Quoting jpickens: We aren’t “protesting” these books. Parents and schools are WORKING TOGETHER to find a compromise around racial challenges in the classroom to promote a better learning environment for ALL students.

That’s what Black and White people should be doing, instead wasting time spitting out ignorant bullshit like you are.


Quoting susannah2000:

Quoting jpickens: SMFH.

If you have read those books, it did not do a damn thing to help you or your bigot mouth.

So don’t worry about what “Blacks” do. That way you’ll get over your “sickness” and we don’t have to read your stank comments.


Quoting susannah2000:

Quoting MissAndree: There are plenty of other books that can replace these two. They are not banning them, just replacing them. That's fair.
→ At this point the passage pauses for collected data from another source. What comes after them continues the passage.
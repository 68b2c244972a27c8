//! Convenient imports for common functionality.

pub use crate::config::{ConnectionParams, DriverOptions};
pub use crate::error::DriverError;
pub use crate::manager::{ConnectionManager, StatementCall};
pub use crate::results::{QueryResult, Row};
pub use crate::statement::Statement;
pub use crate::synchronizer::{SyncItem, SyncOutcome, TableSynchronizer};
pub use crate::types::SqlValue;

#[cfg(feature = "sqlite")]
pub use crate::sqlite::SqliteConnector;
It's not fair. These books are classics, and kids should have to read them if they are assigned to read them.The books also are about the opposition to racist attitudes, but no one cares about that.  Oddly enough, I never have heard of one word of complaint about classic books that speak of the subjugation of women, as they were in the past. Why doesn't anyone care about girls that have to read that material? Pretty sick of blacks who think the world needs to revolve around them.

Blah blah blah. Is it not blacks who are protesting these books in the classroom, and now they are removed?

Why does there need to be compromise? It is important to read these books, not avoid unpleasant realities. Will people turn into pumpkins if they read them? Ignoring historical reality doesn't help anyone. Also, in each book, it demonstrated opposition to those attitudes. But I see you are unable to have a civil conversation, being hateful, so oh well.

LittleLizette
by Silver Member on Feb. 8, 2018 at 7:46 PM
2 moms liked this

Our schools didn’t use Huckleberry Finn.  There are tons of books out there including more current books that schools might choose.  Sometimes talented current authors are shut out because schools stick to the same old just because.  

Quoting Sweet_Faith: I remember reading these books in school which are classics. I also remember reading Catcher in the Rye in schiol. Are they gonna remove that too? SMH


LittleLizette
by Silver Member on Feb. 8, 2018 at 7:48 PM

Are they reading Night by Elie Wiesel?  Good book.  

Quoting Acornkeeper:

This makes me sad. Literature , good literature is to make the reader uncomfortable . It is okay to feel . This will allow the reader to think and ponder and reflect. And reading should spark discussion . Compare and contrast that point in time with current events.